Suppose that $a,b,c,d$ are distinct. Consider the transform $\mu$ defined as

 $\mu(z)={(b-d)(c-d)\over(c-b)(z-d)}-{b-d\over c-b}.$

Simple calculation reveals that $\mu(b)=1$, $\mu(c)=0$, and $\mu(d)=\infty$. Furthermore, $\mu(a)$ equals the cross-ratio of $a,b,c,d$.

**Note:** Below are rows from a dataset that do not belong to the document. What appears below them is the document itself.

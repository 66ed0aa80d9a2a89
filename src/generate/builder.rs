//! generate::builder
//!
//! Lower a merged namespace into a declaration tree.
//!
//! # Algorithm
//!
//! For each level:
//! 1. Select the resource list of the requested kind
//! 2. Group it by identifier (first occurrence wins) and report problems
//! 3. Turn every surviving resource into a [`Binding`]
//! 4. Recurse into child namespaces in ascending identifier order, dropping
//!    empty child groups
//! 5. Assemble the [`Group`] with its summary comment and accessors
//!
//! The root group is returned even when empty. Recursion depth equals the
//! catalog folder depth.

use crate::core::grouping::group_by_identifier;
use crate::core::namespace::Namespace;
use crate::core::naming::{Identifier, QualifiedIdentifier};
use crate::core::types::{CatalogResource, ColorResource, DataResource, ImageResource, ResourceKind};
use crate::diagnostics::DiagnosticSink;

use super::decl::{Accessor, AccessorKind, Binding, Group};
use super::report::{report_collisions, report_grouping, MergedNamespaces};

/// Knobs for tree lowering.
#[derive(Debug, Clone, Copy, PartialEq, Eq)]
pub struct BuildOptions {
    /// Emit property and function accessors for each child group.
    pub accessors: bool,
}

impl Default for BuildOptions {
    fn default() -> Self {
        Self { accessors: true }
    }
}

/// Build the declaration tree for resources of type `R`.
///
/// The root group is named after the resource kind and qualified by `prefix`.
///
/// # Example
///
/// ```
/// use assetgen::core::namespace::Namespace;
/// use assetgen::core::naming::QualifiedIdentifier;
/// use assetgen::core::types::ColorResource;
/// use assetgen::diagnostics::Diagnostic;
/// use assetgen::generate::builder::{build, BuildOptions};
///
/// let mut ns = Namespace::new();
/// ns.colors.push(ColorResource::new("Red", vec![]));
///
/// let mut warnings: Vec<Diagnostic> = Vec::new();
/// let prefix = QualifiedIdentifier::parse("R").unwrap();
/// let group = build::<ColorResource, _>(&ns, &prefix, &BuildOptions::default(), &mut warnings);
///
/// assert_eq!(group.name.as_str(), "color");
/// assert!(group.binding("red").is_some());
/// assert!(warnings.is_empty());
/// ```
pub fn build<R, S>(
    namespace: &Namespace,
    prefix: &QualifiedIdentifier,
    options: &BuildOptions,
    sink: &mut S,
) -> Group
where
    R: CatalogResource,
    S: DiagnosticSink + ?Sized,
{
    let name = Identifier::sanitize(R::KIND.label());
    build_group::<R, S>(namespace, name, prefix, options, sink)
}

/// Build the declaration tree for `kind`.
pub fn build_kind<S>(
    namespace: &Namespace,
    kind: ResourceKind,
    prefix: &QualifiedIdentifier,
    options: &BuildOptions,
    sink: &mut S,
) -> Group
where
    S: DiagnosticSink + ?Sized,
{
    match kind {
        ResourceKind::Color => build::<ColorResource, S>(namespace, prefix, options, sink),
        ResourceKind::Data => build::<DataResource, S>(namespace, prefix, options, sink),
        ResourceKind::Image => build::<ImageResource, S>(namespace, prefix, options, sink),
    }
}

fn build_group<R, S>(
    namespace: &Namespace,
    name: Identifier,
    prefix: &QualifiedIdentifier,
    options: &BuildOptions,
    sink: &mut S,
) -> Group
where
    R: CatalogResource,
    S: DiagnosticSink + ?Sized,
{
    let qualified = prefix.child(&name);

    let grouped = group_by_identifier(R::select(namespace).iter(), |r| r.name());
    report_grouping(&grouped, &qualified, R::KIND, sink);

    let bindings: Vec<Binding> = grouped
        .uniques
        .iter()
        .map(|resource| Binding::for_resource(*resource))
        .collect();
    let resource_identifiers: Vec<Identifier> = bindings.iter().map(|b| b.name.clone()).collect();

    let children = MergedNamespaces::new(&namespace.subnamespaces);
    children.report(&qualified, sink);
    report_collisions(
        &resource_identifiers,
        &children.identifiers(),
        &qualified,
        R::KIND,
        sink,
    );

    let mut groups = Vec::new();
    for (identifier, child) in &children.namespaces {
        let group = build_group::<R, S>(child, identifier.clone(), &qualified, options, sink);
        if !group.is_empty() {
            groups.push(group);
        }
    }

    let accessors = if options.accessors {
        groups
            .iter()
            .flat_map(|g| {
                [AccessorKind::Property, AccessorKind::Function].map(|kind| Accessor {
                    name: g.name.clone(),
                    kind,
                })
            })
            .collect()
    } else {
        Vec::new()
    };

    tracing::debug!(
        group = %qualified,
        bindings = bindings.len(),
        groups = groups.len(),
        "built declaration group"
    );

    Group {
        comment: summary_comment(&qualified, R::KIND, bindings.len(), groups.len()),
        name,
        bindings,
        groups,
        accessors,
    }
}

fn summary_comment(
    qualified: &QualifiedIdentifier,
    kind: ResourceKind,
    bindings: usize,
    groups: usize,
) -> String {
    let mut comment = format!(
        "This `{}` group is generated, and contains static references to {} {}",
        qualified,
        bindings,
        kind.plural()
    );
    if groups > 0 {
        comment.push_str(&format!(", and {} namespaces", groups));
    }
    comment.push('.');
    comment
}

Suppose we have two tetrads with a common cross-ratio $\lambda$. Then, as above, we may construct a transform $\mu_{1}$ which maps the first tetrad to $(\lambda,1,0,\infty)$ and a transform $\mu_{2}$ which maps the first tetrad to $(\lambda,1,0,\infty)$. Then $\mu_{2}^{-1}\circ\mu_{1}$ maps the former tetrad to the latter and, by the group property, it is also a Möbius transformation.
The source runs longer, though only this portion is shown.